Directions for this task:
Set down each entry exactly as it stands, without altering a single character.

------ Supplied entries ------

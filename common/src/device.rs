use std::{cmp::Ordering, collections::BTreeSet};

use serde::Serialize;

use crate::{
    config::DeviceEntry,
    error::WolError,
    magic_packet::{parse_mac, MacAddress},
};

/// A wake target. Identity is the MAC; the name is only a label.
#[derive(Debug, Clone, Serialize)]
pub struct Device {
    pub name: String,
    pub mac: MacAddress,
}

impl Device {
    pub fn new(name: impl Into<String>, mac: MacAddress) -> Self {
        Self {
            name: name.into(),
            mac,
        }
    }

    /// Trims the name and falls back to the canonical MAC text when it is blank.
    pub fn labelled(name: &str, mac: MacAddress) -> Self {
        let name = name.trim();
        if name.is_empty() {
            Self::new(mac.to_string(), mac)
        } else {
            Self::new(name, mac)
        }
    }

    pub fn from_entry(entry: &DeviceEntry) -> Result<Self, WolError> {
        let mac = parse_mac(entry.mac.trim())?;
        Ok(Self::labelled(&entry.name, mac))
    }
}

impl PartialEq for Device {
    fn eq(&self, other: &Self) -> bool {
        self.mac == other.mac
    }
}

impl Eq for Device {}

impl PartialOrd for Device {
    fn partial_cmp(&self, other: &Self) -> Option<Ordering> {
        Some(self.cmp(other))
    }
}

impl Ord for Device {
    fn cmp(&self, other: &Self) -> Ordering {
        self.mac.cmp(&other.mac)
    }
}

#[derive(Debug, Clone, Default)]
pub struct DeviceRegistry {
    devices: Vec<Device>,
    known: BTreeSet<MacAddress>,
}

impl DeviceRegistry {
    pub fn new() -> Self {
        Self::default()
    }

    /// Builds a registry from configuration entries. Entries with a bad MAC
    /// are handed back instead of aborting the load.
    pub fn load(entries: &[DeviceEntry]) -> (Self, Vec<WolError>) {
        let mut registry = Self::new();
        let mut rejected = Vec::new();

        for entry in entries {
            match Device::from_entry(entry) {
                Ok(device) => {
                    registry.add(device);
                }
                Err(err) => rejected.push(err),
            }
        }

        (registry, rejected)
    }

    /// Returns `false` when a device with the same MAC is already known.
    pub fn add(&mut self, device: Device) -> bool {
        if !self.known.insert(device.mac) {
            return false;
        }
        self.devices.push(device);
        true
    }

    pub fn all(&self) -> &[Device] {
        &self.devices
    }

    pub fn count(&self) -> usize {
        self.devices.len()
    }

    pub fn is_empty(&self) -> bool {
        self.devices.is_empty()
    }

    pub fn get(&self, mac: &MacAddress) -> Option<&Device> {
        if !self.known.contains(mac) {
            return None;
        }
        self.devices.iter().find(|device| device.mac == *mac)
    }

    pub fn page(&self, index: usize, page_size: usize) -> &[Device] {
        let start = index.saturating_mul(page_size).min(self.devices.len());
        let end = start.saturating_add(page_size).min(self.devices.len());
        &self.devices[start..end]
    }
}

------

Written solution:
filename common/src/device.rs
use std::{cmp::Ordering, collections::BTreeSet};

use serde::Serialize;

use crate::{
    config::DeviceEntry,
    error::WolError,
    magic_packet::{parse_mac, MacAddress},
};

/// A wake target. Identity is the MAC; the name is only a label.
#[derive(Debug, Clone, Serialize)]
pub struct Device {
    pub name: String,
    pub mac: MacAddress,
}

impl Device {
    pub fn new(name: impl Into<String>, mac: MacAddress) -> Self {
        Self {
            name: name.into(),
            mac,
        }
    }

    /// Trims the name and falls back to the canonical MAC text when it is blank.
    pub fn labelled(name: &str, mac: MacAddress) -> Self {
        let name = name.trim();
        if name.is_empty() {
            Self::new(mac.to_string(), mac)
        } else {
            Self::new(name, mac)
        }
    }

    pub fn from_entry(entry: &DeviceEntry) -> Result<Self, WolError> {
        let mac = parse_mac(entry.mac.trim())?;
        Ok(Self::labelled(&entry.name, mac))
    }
}

impl PartialEq for Device {
    fn eq(&self, other: &Self) -> bool {
        self.mac == other.mac
    }
}

impl Eq for Device {}

impl PartialOrd for Device {
    fn partial_cmp(&self, other: &Self) -> Option<Ordering> {
        Some(self.cmp(other))
    }
}

impl Ord for Device {
    fn cmp(&self, other: &Self) -> Ordering {
        self.mac.cmp(&other.mac)
    }
}

#[derive(Debug, Clone, Default)]
pub struct DeviceRegistry {
    devices: Vec<Device>,
    known: BTreeSet<MacAddress>,
}

impl DeviceRegistry {
    pub fn new() -> Self {
        Self::default()
    }

    /// Builds a registry from configuration entries. Entries with a bad MAC
    /// are handed back instead of aborting the load.
    pub fn load(entries: &[DeviceEntry]) -> (Self, Vec<WolError>) {
        let mut registry = Self::new();
        let mut rejected = Vec::new();

        for entry in entries {
            match Device::from_entry(entry) {
                Ok(device) => {
                    registry.add(device);
                }
                Err(err) => rejected.push(err),
            }
        }

        (registry, rejected)
    }

    /// Returns `false` when a device with the same MAC is already known.
    pub fn add(&mut self, device: Device) -> bool {
        if !self.known.insert(device.mac) {
            return false;
        }
        self.devices.push(device);
        true
    }

    pub fn all(&self) -> &[Device] {
        &self.devices
    }

    pub fn count(&self) -> usize {
        self.devices.len()
    }

    pub fn is_empty(&self) -> bool {
        self.devices.is_empty()
    }

    pub fn get(&self, mac: &MacAddress) -> Option<&Device> {
        if !self.known.contains(mac) {
            return None;
        }
        self.devices.iter().find(|device| device.mac == *mac)
    }

    pub fn page(&self, index: usize, page_size: usize) -> &[Device] {
        let start = index.saturating_mul(page_size).min(self.devices.len());
        let end = start.saturating_add(page_size).min(self.devices.len());
        &self.devices[start..end]
    }
}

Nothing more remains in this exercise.